Aujesky et al. (34) investigated the benefits of using CRP in combination with KOTS in diagnosing PE and concluded that while a CRP value >5 mg/dL was significant in excluding PE when combined with low KOTS, CRP alone could not exclude PE. Roumen-Klappe et al. (35), also reported that CRP increased in PE. A study comparing D-dimer and CRP levels in the diagnosis and exclusion of PE found that a standard CRP test using a cut-off level of 5 mg/dL can be used alone or in combination with KOTS to safely exclude PE (36). In the current study, the CRP value was significantly higher in the PE group compared to the control group. Considering similar studies in the literature, we think that elevated CRP, combined with COTS at medium to high risk, may be meaningful. However, we believe that studies with a larger number of patients are needed on this subject.
When the studies investigating the use of AI in the diagnosis of PE were examined, Müller-Peltzer et al.’s (37) study found common false positives originating from soft tissue and pulmonary vein in diagnosing PE with AI. In their study, Li et al. (38), Douillet et al. (39) stated that AI with ML algorithms will be a future tool to guide the physician regarding suspected acute PE. With the modeling obtained, it was observed that PE was classified with very high success and possible risk factors were obtained. According to the variable importance values obtained by modeling, Wells score and D-dimer were identified as the most important risk factors. With the current study, it has been shown that AI can be used in PE prediction, in line with the literature. In terms of better evaluation of the results of our study and the usability of AI in the clinic, we think that further studies with a larger number of patients are needed.
Study Limitations
The first limitation of our study is that the accuracy of the presented AI model was not tested prospectively. The second limitation is that the patients diagnosed with PE or alternative diagnoses were not examined in the survey. The contribution to the survey of the AI model that emerged as a result of the study could not be examined.
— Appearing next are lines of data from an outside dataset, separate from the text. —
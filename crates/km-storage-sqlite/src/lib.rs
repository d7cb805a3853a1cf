//! Single-file relational `StorageProvider`, backed by `sqlx`/SQLite.
//! Persistent, single-writer; all collections and indexes are views over
//! one connection pool shared by every table in §6's schema.

pub mod collection;
pub mod message_text;
pub mod pool;
pub mod property;
pub mod provider;
pub mod related_terms;
pub mod term;
pub mod thread;
pub mod timestamp;

pub use collection::{SqliteMessageCollection, SqliteSemanticRefCollection};
pub use message_text::SqliteMessageTextIndex;
pub use pool::open;
pub use property::SqlitePropertyIndex;
pub use provider::SqliteStorageProvider;
pub use related_terms::SqliteRelatedTermsIndex;
pub use term::SqliteTermIndex;
pub use thread::SqliteThreadIndex;
pub use timestamp::SqliteTimestampIndex;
Another limitation is that it is not known whether the clinicians who collected the qualitative data of the study were trained extensively about PE. Another limitation is that the study was conducted in a single center and with a limited number of patients. Therefore, it is recommended that the study be repeated in a multicenter study with a larger number of patients and conducted by clinicians who have standard knowledge about PE and its exclusion. That the AI model be studied prospectively in diagnosis and that the patients diagnosed be followed up in the survey.
Conclusion
As a result, in the diagnosis of PE, the importance of evaluating patients’ anamnesis, physical examination, laboratory and imaging findings well and using scores has been determined. However, it has been determined that AI can be used before imaging methods are requested in the diagnosis of PE.